What follows is the first post in a dialogue that Luke and I will be holding as part of a blog series to explore why Jesus gained a reputation as a miracle worker, and how this repute was influenced by Roman imperial ideology, as well as both Jewish and Greco-Roman motifs about miracles. I’ll be writing the next post in this exchange, in reply to Luke’s observations below. One of the points that I will be incorporating is a response to Craig Keener’s observation that Jesus, in comparison to Roman emperors like Vespasian, has a greater number of miracles attributed to him (something that I discuss in this previous book review here).

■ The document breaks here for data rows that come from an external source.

//! # Dance Scheduler
//!
//! Reads a class song sheet and spreads the songs across a week of practice
//! sessions: songs the class knows least are played on the most days, no
//! song repeats within a session, and every session stays inside its time
//! window.
//!
//! ## Usage
//!
//! ```bash
//! # Default week: 7 days of 60 ± 2 minutes
//! dance-scheduler generate songs.csv
//!
//! # Reproducible run, written as JSON
//! dance-scheduler generate songs.csv --seed 42 --format json -o week.json
//!
//! # Shell completions
//! dance-scheduler completion fish
//! ```

use anyhow::{Context, Result};
use clap::{CommandFactory, Parser};
use dance_scheduler::{cli, completion, config, import, report, scheduler};
use log::{info, warn};
use rand::rngs::StdRng;
use rand::{Rng, SeedableRng};
use std::fs;

/// Main entry point.
///
/// Logging is controlled via `RUST_LOG`:
/// - `RUST_LOG=debug dance-scheduler generate songs.csv` - pass summaries
/// - `RUST_LOG=dance_scheduler::scheduler=trace ...` - every placement
fn main() -> Result<()> {
    env_logger::init();

    let args = cli::Args::parse();

    match args.command {
        cli::Command::Generate {
            sheet,
            days,
            minutes,
            flexibility,
            seed,
            format,
            output,
            settings,
        } => {
            let settings = config::resolve_settings(settings.as_deref())?;
            let base = config::ScheduleConfig::default().merged_with(&settings);
            let schedule_config = config::ScheduleConfig {
                days: days.unwrap_or(base.days),
                minutes_per_day: minutes.unwrap_or(base.minutes_per_day),
                flexibility: flexibility.unwrap_or(base.flexibility),
            };

            info!("Reading song sheet from: {}", sheet.display());
            let songs = import::load_songs(&sheet)?;
            if songs.is_empty() {
                warn!("No usable songs in {}", sheet.display());
            }

            let scheduler = scheduler::Scheduler::new(songs, schedule_config)
                .context("Invalid schedule configuration")?;

            let seed = seed.unwrap_or_else(|| rand::thread_rng().gen());
            info!("Generating schedule with seed {seed}");
            let schedule = scheduler.generate(&mut StdRng::seed_from_u64(seed));

            let rendered = match format {
                cli::OutputFormat::Text => report::render_text(&schedule),
                cli::OutputFormat::Json => report::render_json(&schedule)?,
            };

            match output {
                Some(path) => {
                    fs::write(&path, &rendered).with_context(|| {
                        format!("Failed to write schedule to {}", path.display())
                    })?;
                    println!("Schedule saved to: {}", path.display());
                }
                None => print!("{rendered}"),
            }
        }
        cli::Command::Completion { shell } => {
            let mut cmd = cli::Args::command();
            let shell = completion::shell_to_completion_shell(shell);
            completion::generate_completions(shell, &mut cmd);
        }
    }

    Ok(())
}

One argument that I will be proposing is that it actually makes a lot of sense that Jesus has more miracles attributed to him than Vespasian. A Roman emperor like Vespasian had a large resume upon which he could boast his reputation, which included such feats as quelling the uprising in Judea and bringing a victorious conclusion to the Roman civil war of 69 CE. For Vespasian, therefore, a couple of miracles were only a fraction of his propaganda. For Jesus, however, without his miracles, he would have been a nobody, itinerant peasant in the small region of Galilee who ended his life ignominiously by crucifixion. One or two miracles attributed to him wouldn’t have cut it, therefore, to demonstrate why the early Christians should have transferred their loyalty from Caesar to Christ.

A whole range of miracles needed to be claimed about Jesus, especially ones which modeled him on Jewish figures like Moses, Elijah, and Elisha, in order to demonstrate that the Christian Messiah had fulfilled promises in the Old Testament. Likewise, by fashioning Jesus as a miracle worker on steroids, the Gospels could depict him as a figure above and beyond that of Roman emperors, which suited their apologetic purposes of promoting a counter-cultural movement quite well. Finally, whereas Vespasian was a figure in the public spotlight, for whom it would have been more difficult to invent stories that could be fact-checked, almost nobody in the broader Greco-Roman world knew anything about Jesus. The authors of the Gospels had far more creative license, therefore, in getting away with whatever miracle stories they wished to tell about Jesus, which could have very easily inflated the numerical count of miracles that are attributed to him.